Form: 10-12B/A

Registration of securities [Section 12(b)]

April 10, 2026

As filed with the Securities and Exchange Commission on April 10, 2026
File No. 001-43059
UNITED STATES
SECURITIES AND EXCHANGE COMMISSION
Washington, D.C. 20549
AMENDMENT NO. 1
TO
FORM 10
GENERAL FORM FOR REGISTRATION OF SECURITIES
Pursuant to Section 12(b) or (g) of
the Securities Exchange Act of 1934
FedEx Freight Holding Company, Inc.
(Exact name of registrant as specified in its charter)
Delaware
39-3560171
(State or other jurisdiction
of incorporation or organization)
(I.R.S. Employer
Identification No.)
8285 Tournament Drive
Memphis, Tennessee
38125
(Address of principal executive offices)
(Zip Code)
(901) 818-7500
(Registrant’s telephone number)
Securities to be registered pursuant to Section 12(b) of the Act:
Title of each class to be so registered
Name of each exchange
on which each class is to be registered
Common stock, par value $0.10 per share
New York Stock Exchange
Securities to be registered pursuant to Section 12(g) of the Act: None.
Indicate by check mark whether the registrant is a large accelerated filer, an accelerated filer, a non-accelerated filer, a smaller reporting company or an emerging growth company. See the definitions of “large accelerated filer,” “accelerated filer,” “smaller reporting company” and “emerging growth company” in Rule 12b-2 of the Exchange Act.
Large accelerated filer Accelerated filer
Non-accelerated filer Smaller reporting company
Emerging growth company
If an emerging growth company, indicate by check mark if the registrant has elected not to use the extended transition period for complying with any new or revised financial accounting standards provided pursuant to Section 13(a) of the Exchange Act. ☐

 
FEDEX FREIGHT HOLDING COMPANY, INC.
INFORMATION REQUIRED IN REGISTRATION STATEMENT
CROSS-REFERENCE SHEET BETWEEN INFORMATION STATEMENT
AND ITEMS OF FORM 10
Certain information required to be included herein is incorporated by reference to specifically identified portions of the body of the information statement filed herewith as Exhibit 99.1 (the “Information Statement”).
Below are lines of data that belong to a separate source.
//! Common utilities and types shared across the meeting mesh crates.

#![warn(clippy::pedantic)]

/// Module for identifiers and roster data
pub mod types;

/// Module for common configuration
pub mod config;

/// Module for secret types that prevent accidental logging
pub mod secret;
//! Background tasks for the meeting mesh.
//!
//! # Tasks
//!
//! - `discovery` - Periodically calls roster members that have no live link

pub mod discovery;

pub use discovery::{plan_discovery_targets, DiscoveryOptions, DiscoveryScheduler};
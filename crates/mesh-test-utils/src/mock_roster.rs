//! Roster provider doubles.

use async_trait::async_trait;
use common::types::{RosterEntry, TeamId};
use meeting_mesh::errors::RosterError;
use meeting_mesh::roster::RosterProvider;
use std::sync::atomic::{AtomicUsize, Ordering};
use std::sync::Mutex;

/// Provider whose every fetch fails with the configured error.
#[derive(Debug)]
pub struct FailingRoster {
    error: RosterError,
}

impl FailingRoster {
    #[must_use]
    pub fn new(error: RosterError) -> Self {
        Self { error }
    }

    /// Fails like an unreachable roster service.
    #[must_use]
    pub fn unavailable() -> Self {
        Self::new(RosterError::Status(503))
    }
}

#[async_trait]
impl RosterProvider for FailingRoster {
    async fn get_members(&self, _team_id: &TeamId) -> Result<Vec<RosterEntry>, RosterError> {
        Err(self.error.clone())
    }
}

/// Fixed roster that records which teams were requested.
#[derive(Debug, Default)]
pub struct CountingRoster {
    entries: Vec<RosterEntry>,
    calls: AtomicUsize,
    teams: Mutex<Vec<TeamId>>,
}

impl CountingRoster {
    #[must_use]
    pub fn new(entries: Vec<RosterEntry>) -> Self {
        Self {
            entries,
            calls: AtomicUsize::new(0),
            teams: Mutex::new(Vec::new()),
        }
    }

    #[must_use]
    pub fn calls(&self) -> usize {
        self.calls.load(Ordering::SeqCst)
    }

    #[must_use]
    pub fn requested_teams(&self) -> Vec<TeamId> {
        self.teams.lock().unwrap().clone()
    }
}

#[async_trait]
impl RosterProvider for CountingRoster {
    async fn get_members(&self, team_id: &TeamId) -> Result<Vec<RosterEntry>, RosterError> {
        self.calls.fetch_add(1, Ordering::SeqCst);
        self.teams.lock().unwrap().push(team_id.clone());
        Ok(self.entries.clone())
    }
}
None of the information contained in the Information Statement shall be incorporated by reference herein or deemed to be a part hereof unless such information is specifically incorporated by reference.
Item 1.
Business.
The information required by this item is contained under the sections of the Information Statement entitled “Information Statement Summary,” “The Spin-Off,” “Our Business,” “Management’s Discussion and Analysis of Results of Operations and Financial Condition,” “Certain Relationships and Related Person Transactions,” and “Where You Can Find More Information.” Those sections are incorporated herein by reference.
Item 1A.
Risk Factors.
The information required by this item is contained under the sections of the Information Statement entitled “Risk Factors” and “Cautionary Statement Concerning Forward-Looking Statements.” Those sections are incorporated herein by reference.
Item 2.
Financial Information.
The information required by this item is contained under the sections of the Information Statement entitled “Capitalization,” “Unaudited Pro Forma Condensed Consolidated Financial Statements,” “Management’s Discussion and Analysis of Results of Operations and Financial Condition,” and “Index to Consolidated Financial Statements” and the financial statements and related notes referenced therein. Those sections are incorporated herein by reference.
Item 3.
Properties.
The information required by this item is contained under the section of the Information Statement entitled “Our Business — Properties.” That section is incorporated herein by reference.
Item 4.
Security Ownership of Certain Beneficial Owners and Management.
The information required by this item is contained under the section of the Information Statement entitled “Security Ownership of Certain Beneficial Owners and Management.” That section is incorporated herein by reference.
Item 5.
Directors and Executive Officers.
The information required by this item is contained under the section of the Information Statement entitled “Management.” That section is incorporated herein by reference.
Item 6.
Executive Compensation.
The information required by this item is contained under the sections of the Information Statement entitled “Management — Compensation Committee Interlocks and Insider Participation,” “Director Compensation,” and “Compensation Discussion and Analysis.” Those sections are incorporated herein by reference.
Item 7.
Certain Relationships and Related Transactions, and Director Independence.
The information required by this item is contained under the sections of the Information Statement entitled “Management” and “Certain Relationships and Related Person Transactions.” Those sections are incorporated herein by reference.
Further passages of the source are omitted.